Similar to what we saw when upgrading to Microsoft Dynamics GP 2013 R2 from a lower release, we noticed that when upgrading to Microsoft Dynamics GP 2015 from a lower release, the following security roles and security tasks were not getting created and are missing:
ESS EMPLOYEE MANAGER* ESS EMPLOYEE* ESS EMPLOYEE-BSS* ESS PTE EMPLOYEE* ESS PURCHASE REQUESTER* HR ADMIN-BSS* LIMITED USER - FIN* LIMITED USER - INV* LIMITED USER - PAYRL* LIMITED USER - PURCH* LIMITED USER - SALES*
ADMIN_BSS_01* ADMIN_BSS_02*ADMIN_COMPANY_013* ADMIN_PURREQ_021* ADMIN_SYSTEM_SL06* EMP_BENEFITS_EMPLOYEE_01*EMP_BSS_EMPLOYEE_01* EMP_DIRECTDEP_EMP_01* EMP_PAYSTUBS_EMPLOYEE_01*EMP_PROFILE_EMPLOYEE_01* EMP_PROFILE_MANAGER_01* EMP_SKILLS_EMPLOYEE_01* EMP_SKILLS_MANAGER_01* EMP_TIME_EMPLOYEE_001* EMP_TIME_MANAGER_001* EMP_W4_EMPLOYEE_01* INQ_PURREQ_005* PTE_EXPENSE_ENTRY_001* PTE_TIME_ENTRY_001* RPT_PURREQ_006* TRX_PURREQ_026* TRX_PURREQ_027*
This is noted in the Upgrade Instructions manual that you will need to add these on an upgraded install.
A new install of Microsoft Dynamics GP 2015 will create these for you.

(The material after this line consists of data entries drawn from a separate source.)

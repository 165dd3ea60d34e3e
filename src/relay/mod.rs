//! Contact-form relay.
//!
//! Handles one submission per call:
//! - rejects anything but `POST`
//! - drops honeypot-tagged submissions while still redirecting to success
//! - forwards everything else as one email through an [`EmailTransport`]

mod email;
mod form;
mod transport;

use std::sync::Arc;

use thiserror::Error;
use tracing::{debug, error, info};

use crate::config::RelayConfig;

pub use email::{EmailMessage, SendGridPayload};
pub use form::{
    parse_form, ContactDetails, FormSubmission, DEFAULT_EMAIL, DEFAULT_NAME, DEFAULT_SERVICE,
    HONEYPOT_FIELD,
};
pub use transport::EmailTransport;
#[cfg(feature = "server")]
pub use transport::SendGridTransport;

/// The only method the relay accepts.
pub const ALLOWED_METHOD: &str = "POST";

/// Errors that can occur while relaying a submission.
#[derive(Debug, Error)]
pub enum RelayError {
    #[error("SENDGRID_API_KEY is not configured")]
    MissingApiKey,

    #[error("Failed to reach email API: {0}")]
    Transport(String),

    #[error("Email API returned HTTP {status}: {body}")]
    Upstream { status: u16, body: String },
}

/// Outcome of handling one request, independent of any HTTP framework.
#[derive(Debug, Clone, PartialEq, Eq)]
pub enum RelayResponse {
    /// 302 to the given location.
    Redirect(String),
    /// 405 with `Allow: POST`.
    MethodNotAllowed,
    /// 500 with the message as body.
    Failed(String),
}

impl RelayResponse {
    pub fn status(&self) -> u16 {
        match self {
            RelayResponse::Redirect(_) => 302,
            RelayResponse::MethodNotAllowed => 405,
            RelayResponse::Failed(_) => 500,
        }
    }
}

/// Relays contact submissions as email.
pub struct Relay {
    config: RelayConfig,
    transport: Arc<dyn EmailTransport>,
}

impl Relay {
    pub fn new(config: RelayConfig, transport: Arc<dyn EmailTransport>) -> Self {
        Self { config, transport }
    }

    pub fn config(&self) -> &RelayConfig {
        &self.config
    }

    /// Handle one request with the given method and raw body.
    pub async fn handle(&self, method: &str, body: &[u8]) -> RelayResponse {
        if method != ALLOWED_METHOD {
            debug!("Rejecting {} request to contact relay", method);
            return RelayResponse::MethodNotAllowed;
        }

        let submission = parse_form(body);
        if submission.is_spam() {
            info!("Honeypot field filled, dropping submission");
            return self.success();
        }

        match self.forward(&submission).await {
            Ok(()) => self.success(),
            Err(e) => {
                error!("Failed to relay contact submission: {}", e);
                RelayResponse::Failed(format!("Error sending email: {}", e))
            }
        }
    }

    /// Compose and send the email for a non-spam submission.
    pub async fn forward(&self, submission: &FormSubmission) -> Result<(), RelayError> {
        let api_key = self.config.api_key()?;
        let details = ContactDetails::from_submission(submission);
        let message = EmailMessage::compose(&details, &self.config);

        info!("Relaying message from {} ({})", details.name, details.service);
        self.transport.send(&message, api_key).await
    }

    fn success(&self) -> RelayResponse {
        RelayResponse::Redirect(self.config.success_path.clone())
    }
}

A new install of Microsoft Dynamics GP will have these roles, but during an update it is by design that we would not roll down new security roles to your existing solution that may cause issues with your current security design. Thus we release them as a script.
The SCRIPTS will create these missing security roles and security tasks for you, when run against the DYNAMICS/system database.
I discovered that the script is missing a resource in the task to allow a user to open the Lookup form to select an existing Employee Expense that was previously saved, but not submited.
Role : ESS PTE EMPLOYEE*
Task : PTE_EXPENSE_ENTRY_001*
missing : 22541: Employee Expense Lookup (PTE_Employee_Expense_Lookup)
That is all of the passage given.